Higher income people tend to favor Republicans and lower income people tend to favor Democrats. The opposite could be true this November.

That CNN poll showed the race nearly in a dead heat among Pennsylvanians making less than $50K a year. Obama won two-thirds of the vote among that group in Pennsylvania in 2012.

These gains among the working class would be a huge coup for Trump if he could win over the people Republicans usually do in Pennsylvania. But he’s not. Pennsylvanians making more than $50,000 a year are favoring Clinton. The CNN poll showed the split in this category at 46 percent for Clinton and 40 percent for Trump. Romney got 56 percent of the vote of Pennsylvanians making $50K or more.

For Trump to win Pennsylvania, he needs these wealthier voters, many of whom are located in the crucial Philadelphia suburbs. In 1988, the last time Pennsylvania was a red state, voters with the highest incomes voted Republican in a landslide. As the national Republican Party started getting more and more conservative, Madonna said, many voters who had a culturally liberal bent went from Republican to Democratic.

Trump has been campaigning like he needs the vote of Pennsylvania’s wealthy. He recently visited the Union League and the Ritz Carlton for private events. He held a public rally in Delaware County.

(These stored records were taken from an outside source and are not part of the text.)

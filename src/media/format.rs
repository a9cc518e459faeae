//! Closed sets of supported output formats.
//!
//! Host applications send format names as strings; they are parsed once at the boundary and
//! everything downstream matches on the enums.

use crate::foundation::error::{VidfxError, VidfxResult};

/// Video output format and codec.
#[derive(
    Clone, Copy, Debug, Default, PartialEq, Eq, Hash, serde::Serialize, serde::Deserialize,
    clap::ValueEnum,
)]
#[serde(rename_all = "lowercase")]
pub enum OutputFormat {
    /// H.264 in an MP4 container.
    #[default]
    Mp4,
    /// H.264 in an MP4 container, named by codec.
    H264,
    /// H.265/HEVC in an MP4 container.
    #[serde(alias = "hevc")]
    #[value(alias = "hevc")]
    H265,
    /// AV1 in an MP4 container.
    Av1,
    /// VP9 in a WebM container.
    Webm,
}

impl OutputFormat {
    pub const ALL: [Self; 5] = [Self::Mp4, Self::H264, Self::H265, Self::Av1, Self::Webm];

    /// ffmpeg video encoder name.
    pub fn video_encoder(self) -> &'static str {
        match self {
            Self::Mp4 | Self::H264 => "libx264",
            Self::H265 => "libx265",
            Self::Av1 => "libsvtav1",
            Self::Webm => "libvpx-vp9",
        }
    }

    /// ffmpeg audio encoder compatible with the container.
    pub fn audio_encoder(self) -> &'static str {
        match self {
            Self::Webm => "libopus",
            _ => "aac",
        }
    }

    /// ffmpeg muxer name (`-f`).
    pub fn muxer(self) -> &'static str {
        match self {
            Self::Webm => "webm",
            _ => "mp4",
        }
    }

    pub fn extension(self) -> &'static str {
        match self {
            Self::Webm => "webm",
            _ => "mp4",
        }
    }

    pub fn mime_type(self) -> &'static str {
        match self {
            Self::Mp4 | Self::H264 => "video/avc",
            Self::H265 => "video/hevc",
            Self::Av1 => "video/av01",
            Self::Webm => "video/x-vnd.on2.vp9",
        }
    }

    /// Codec-specific output arguments.
    pub fn extra_args(self) -> &'static [&'static str] {
        match self {
            Self::Mp4 | Self::H264 | Self::H265 | Self::Av1 => &["-movflags", "+faststart"],
            Self::Webm => &[],
        }
    }

    /// Whether the muxer accepts `-tag:v hvc1` style tagging for Apple players.
    pub fn video_tag(self) -> Option<&'static str> {
        match self {
            Self::H265 => Some("hvc1"),
            _ => None,
        }
    }
}

impl std::str::FromStr for OutputFormat {
    type Err = VidfxError;

    fn from_str(s: &str) -> VidfxResult<Self> {
        match s.trim().to_ascii_lowercase().as_str() {
            "mp4" => Ok(Self::Mp4),
            "h264" | "avc" => Ok(Self::H264),
            "h265" | "hevc" => Ok(Self::H265),
            "av1" => Ok(Self::Av1),
            "webm" | "vp9" => Ok(Self::Webm),
            other => Err(VidfxError::validation(format!(
                "unsupported output format '{other}'"
            ))),
        }
    }
}

/// Still image format for thumbnails.
#[derive(
    Clone, Copy, Debug, Default, PartialEq, Eq, Hash, serde::Serialize, serde::Deserialize,
    clap::ValueEnum,
)]
#[serde(rename_all = "lowercase")]
pub enum ThumbnailFormat {
    #[default]
    #[serde(alias = "jpg")]
    #[value(alias = "jpg")]
    Jpeg,
    Png,
    Webp,
}

impl ThumbnailFormat {
    pub fn image_format(self) -> image::ImageFormat {
        match self {
            Self::Jpeg => image::ImageFormat::Jpeg,
            Self::Png => image::ImageFormat::Png,
            Self::Webp => image::ImageFormat::WebP,
        }
    }

    pub fn extension(self) -> &'static str {
        match self {
            Self::Jpeg => "jpg",
            Self::Png => "png",
            Self::Webp => "webp",
        }
    }
}

impl std::str::FromStr for ThumbnailFormat {
    type Err = VidfxError;

    fn from_str(s: &str) -> VidfxResult<Self> {
        match s.trim().to_ascii_lowercase().as_str() {
            "jpeg" | "jpg" => Ok(Self::Jpeg),
            "png" => Ok(Self::Png),
            "webp" => Ok(Self::Webp),
            other => Err(VidfxError::validation(format!(
                "unsupported thumbnail format '{other}'"
            ))),
        }
    }
}

#[cfg(test)]
#[path = "../../tests/unit/media/format.rs"]
mod tests;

Delaware, along with Montgomery, Chester and Bucks counties, make up the Philadelphia suburbs. What hasn’t changed in this election is their importance. Whoever wins them is pretty much guaranteed to win Pennsylvania, and since 1992 the suburbs have gone Democratic.

The CNN poll and other recent polls have Clinton leading Trump in those counties by about 20 percentage points. No matter how different this election could be with the working class, the wealthy, minorities and college graduates, it will have the same result Pennsylvania has seen since 1992 if nothing changes in the ‘burbs.